## Assigned task
Word for word, transcribe the material below from its first line to the line with "use serde::Deserialize;", both included.

## Supplied data
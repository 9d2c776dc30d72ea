//! Validation layer in front of a [`CommercePlatform`].
//!
//! Every order operation runs the same checks in a fixed order and stops at
//! the first failure:
//!
//! 1. Argument shape: order id present, reason and item list well formed.
//! 2. Ownership: when the caller names a customer, the order must belong to them.
//! 3. Delegation to the platform, whose errors pass through unchanged.
//!
//! Customer history lookups have no order to own, so only step 1 applies:
//! the customer id is required and the page size is bounded.
//!
//! The layer holds no state between calls.

use std::sync::Arc;

use serde::Deserialize;
use tracing::info;

use crate::error::SupportError;
use crate::platform::CommercePlatform;
use crate::types::{
    ActionResult, BehaviorTag, CustomerId, CustomerOrders, OrderRecord, OrderSummary, TrackingInfo,
};

/// Longest accepted free-text reason, in characters.
pub const MAX_REASON_CHARS: usize = 500;

/// Reason recorded when a cancellation does not give one.
pub const DEFAULT_CANCEL_REASON: &str = "Customer requested";

/// Reason recorded when a return does not give one.
pub const DEFAULT_RETURN_REASON: &str = "Customer return";

/// Orders listed when a history lookup does not set a limit.
pub const DEFAULT_HISTORY_LIMIT: usize = 10;

/// Most orders a single history lookup may list.
pub const MAX_HISTORY_LIMIT: usize = 20;

/// Customer id that agents send when they have no real one.
const PLACEHOLDER_CUSTOMER: &str = "default";

// =============================================================================
// Arguments
// =============================================================================

/// Arguments for an order lookup.
#[derive(Debug, Clone, Default, Deserialize)]
pub struct GetOrderArgs {
    #[serde(default)]
    pub order_id: String,
    #[serde(default)]
    pub customer_id: Option<String>,
}

/// Arguments for a customer's order history.
#[derive(Debug, Clone, Default, Deserialize)]
pub struct GetCustomerOrdersArgs {
    #[serde(default)]
    pub customer_id: String,
    #[serde(default)]
    pub status: Option<BehaviorTag>,
    #[serde(default)]
    pub limit: Option<usize>,
}

/// Arguments for a cancellation.
#[derive(Debug, Clone, Default, Deserialize)]
pub struct CancelOrderArgs {
    #[serde(default)]
    pub order_id: String,
    #[serde(default)]
    pub reason: Option<String>,
    #[serde(default)]
    pub customer_id: Option<String>,
}

/// Arguments for a return.
#[derive(Debug, Clone, Default, Deserialize)]
pub struct ProcessReturnArgs {
    #[serde(default)]
    pub order_id: String,
    #[serde(default)]
    pub item_ids: Option<Vec<String>>,
    #[serde(default)]
    pub reason: Option<String>,
    #[serde(default)]
    pub customer_id: Option<String>,
}

/// Arguments for a tracking lookup.
#[derive(Debug, Clone, Default, Deserialize)]
pub struct TrackPackageArgs {
    #[serde(default)]
    pub order_id: String,
    #[serde(default)]
    pub customer_id: Option<String>,
}

// =============================================================================
// Layer
// =============================================================================

/// Checks arguments and ownership before handing a call to the platform.
#[derive(Clone)]
pub struct ValidationLayer {
    platform: Arc<dyn CommercePlatform>,
}

impl std::fmt::Debug for ValidationLayer {
    fn fmt(&self, f: &mut std::fmt::Formatter<'_>) -> std::fmt::Result {
        f.debug_struct("ValidationLayer")
            .field("platform", &self.platform.name())
            .finish()
    }
}

impl ValidationLayer {
    /// Wrap a platform.
    #[must_use]
    pub fn new(platform: Arc<dyn CommercePlatform>) -> Self {
        Self { platform }
    }

    /// The wrapped platform.
    #[must_use]
    pub fn platform(&self) -> &Arc<dyn CommercePlatform> {
        &self.platform
    }

    /// Look up an order.
    ///
    /// # Errors
    ///
    /// Returns [`SupportError::InvalidArgument`], [`SupportError::NotFound`] or
    /// [`SupportError::OwnershipMismatch`].
    pub async fn get_order(&self, args: GetOrderArgs) -> Result<OrderRecord, SupportError> {
        self.checked_get_order(&args)
            .await
            .inspect_err(|err| log_rejection("get_order", &args.order_id, err))
    }

    /// List a customer's recent orders.
    ///
    /// # Errors
    ///
    /// Returns [`SupportError::InvalidArgument`] when the customer id is
    /// missing or the limit is out of range.
    pub async fn get_customer_orders(
        &self,
        args: GetCustomerOrdersArgs,
    ) -> Result<CustomerOrders, SupportError> {
        self.checked_get_customer_orders(&args)
            .await
            .inspect_err(|err| log_rejection("get_customer_orders", &args.customer_id, err))
    }

    /// Cancel an order.
    ///
    /// # Errors
    ///
    /// Returns [`SupportError::InvalidArgument`], [`SupportError::NotFound`],
    /// [`SupportError::OwnershipMismatch`] or [`SupportError::NotCancellable`].
    pub async fn cancel_order(&self, args: CancelOrderArgs) -> Result<ActionResult, SupportError> {
        self.checked_cancel_order(&args)
            .await
            .inspect_err(|err| log_rejection("cancel_order", &args.order_id, err))
    }

    /// Start a return.
    ///
    /// # Errors
    ///
    /// Returns [`SupportError::InvalidArgument`], [`SupportError::NotFound`],
    /// [`SupportError::OwnershipMismatch`], [`SupportError::NotReturnable`] or
    /// [`SupportError::UnknownItem`].
    pub async fn process_return(
        &self,
        args: ProcessReturnArgs,
    ) -> Result<ActionResult, SupportError> {
        self.checked_process_return(&args)
            .await
            .inspect_err(|err| log_rejection("process_return", &args.order_id, err))
    }

    /// Look up carrier tracking.
    ///
    /// # Errors
    ///
    /// Returns [`SupportError::InvalidArgument`], [`SupportError::NotFound`],
    /// [`SupportError::OwnershipMismatch`] or [`SupportError::NotTracked`].
    pub async fn track_package(&self, args: TrackPackageArgs) -> Result<TrackingInfo, SupportError> {
        self.checked_track_package(&args)
            .await
            .inspect_err(|err| log_rejection("track_package", &args.order_id, err))
    }

    async fn checked_get_order(&self, args: &GetOrderArgs) -> Result<OrderRecord, SupportError> {
        let order_id = required_order_id(&args.order_id)?;
        let customer_id = supplied_customer(args.customer_id.as_deref());

        let record = self.platform.get_order(order_id, customer_id).await?;
        check_owner(&record, customer_id)?;
        Ok(record)
    }

    async fn checked_get_customer_orders(
        &self,
        args: &GetCustomerOrdersArgs,
    ) -> Result<CustomerOrders, SupportError> {
        let Some(customer_id) = supplied_customer(Some(&args.customer_id)) else {
            return Err(SupportError::invalid("customer_id is required"));
        };
        let limit = history_limit(args.limit)?;

        let records = self
            .platform
            .get_customer_orders(customer_id, args.status)
            .await?;
        Ok(CustomerOrders {
            customer_id: CustomerId::new(customer_id),
            orders: records.iter().take(limit).map(OrderSummary::from).collect(),
        })
    }

    async fn checked_cancel_order(
        &self,
        args: &CancelOrderArgs,
    ) -> Result<ActionResult, SupportError> {
        let order_id = required_order_id(&args.order_id)?;
        let reason = reason_or_default(args.reason.as_deref(), DEFAULT_CANCEL_REASON)?;
        let customer_id = supplied_customer(args.customer_id.as_deref());

        self.authorize(order_id, customer_id).await?;
        self.platform
            .cancel_order(order_id, reason, customer_id)
            .await
    }

    async fn checked_process_return(
        &self,
        args: &ProcessReturnArgs,
    ) -> Result<ActionResult, SupportError> {
        let order_id = required_order_id(&args.order_id)?;
        let item_ids = item_list(args.item_ids.as_deref())?;
        let reason = reason_or_default(args.reason.as_deref(), DEFAULT_RETURN_REASON)?;
        let customer_id = supplied_customer(args.customer_id.as_deref());

        self.authorize(order_id, customer_id).await?;
        self.platform
            .initiate_return(order_id, &item_ids, reason, customer_id)
            .await
    }

    async fn checked_track_package(
        &self,
        args: &TrackPackageArgs,
    ) -> Result<TrackingInfo, SupportError> {
        let order_id = required_order_id(&args.order_id)?;
        let customer_id = supplied_customer(args.customer_id.as_deref());

        self.authorize(order_id, customer_id).await?;
        self.platform.track_package(order_id, customer_id).await
    }

    /// Ownership check for operations that do not return the record itself.
    async fn authorize(&self, order_id: &str, customer_id: Option<&str>) -> Result<(), SupportError> {
        if customer_id.is_none() {
            return Ok(());
        }
        let record = self.platform.get_order(order_id, customer_id).await?;
        check_owner(&record, customer_id)
    }
}

fn required_order_id(raw: &str) -> Result<&str, SupportError> {
    let order_id = raw.trim();
    if order_id.is_empty() {
        return Err(SupportError::invalid("order_id is required"));
    }
    Ok(order_id)
}

fn supplied_customer(raw: Option<&str>) -> Option<&str> {
    raw.map(str::trim)
        .filter(|id| !id.is_empty() && !id.eq_ignore_ascii_case(PLACEHOLDER_CUSTOMER))
}

fn history_limit(raw: Option<usize>) -> Result<usize, SupportError> {
    match raw {
        None => Ok(DEFAULT_HISTORY_LIMIT),
        Some(limit) if (1..=MAX_HISTORY_LIMIT).contains(&limit) => Ok(limit),
        Some(_) => Err(SupportError::invalid(format!(
            "limit must be between 1 and {MAX_HISTORY_LIMIT}"
        ))),
    }
}

fn reason_or_default<'a>(raw: Option<&'a str>, default: &'a str) -> Result<&'a str, SupportError> {
    let Some(reason) = raw else {
        return Ok(default);
    };
    let reason = reason.trim();
    if reason.is_empty() {
        return Err(SupportError::invalid("reason must not be blank"));
    }
    if reason.chars().count() > MAX_REASON_CHARS {
        return Err(SupportError::invalid(format!(
            "reason must be at most {MAX_REASON_CHARS} characters"
        )));
    }
    Ok(reason)
}

fn item_list(raw: Option<&[String]>) -> Result<Vec<String>, SupportError> {
    let Some(items) = raw else {
        return Ok(Vec::new());
    };
    if items.is_empty() {
        return Err(SupportError::invalid(
            "item_ids must list at least one item when given",
        ));
    }
    items
        .iter()
        .map(|item| {
            let item = item.trim();
            if item.is_empty() {
                Err(SupportError::invalid("item_ids must not contain blank entries"))
            } else {
                Ok(item.to_owned())
            }
        })
        .collect()
}

fn check_owner(record: &OrderRecord, customer_id: Option<&str>) -> Result<(), SupportError> {
    match customer_id {
        Some(customer) if record.customer_id.as_str() != customer => {
            Err(SupportError::OwnershipMismatch {
                order_id: record.order_id.clone(),
                customer_id: customer.to_owned(),
            })
        }
        _ => Ok(()),
    }
}

fn log_rejection(operation: &str, order_id: &str, err: &SupportError) {
    info!(
        operation,
        order_id,
        error_code = err.error_code(),
        "order request rejected: {err}"
    );
}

## Exercise answer
repository 9d2c776dc30d72ea
//! Validation layer in front of a [`CommercePlatform`].
//!
//! Every order operation runs the same checks in a fixed order and stops at
//! the first failure:
//!
//! 1. Argument shape: order id present, reason and item list well formed.
//! 2. Ownership: when the caller names a customer, the order must belong to them.
//! 3. Delegation to the platform, whose errors pass through unchanged.
//!
//! Customer history lookups have no order to own, so only step 1 applies:
//! the customer id is required and the page size is bounded.
//!
//! The layer holds no state between calls.

use std::sync::Arc;

use serde::Deserialize;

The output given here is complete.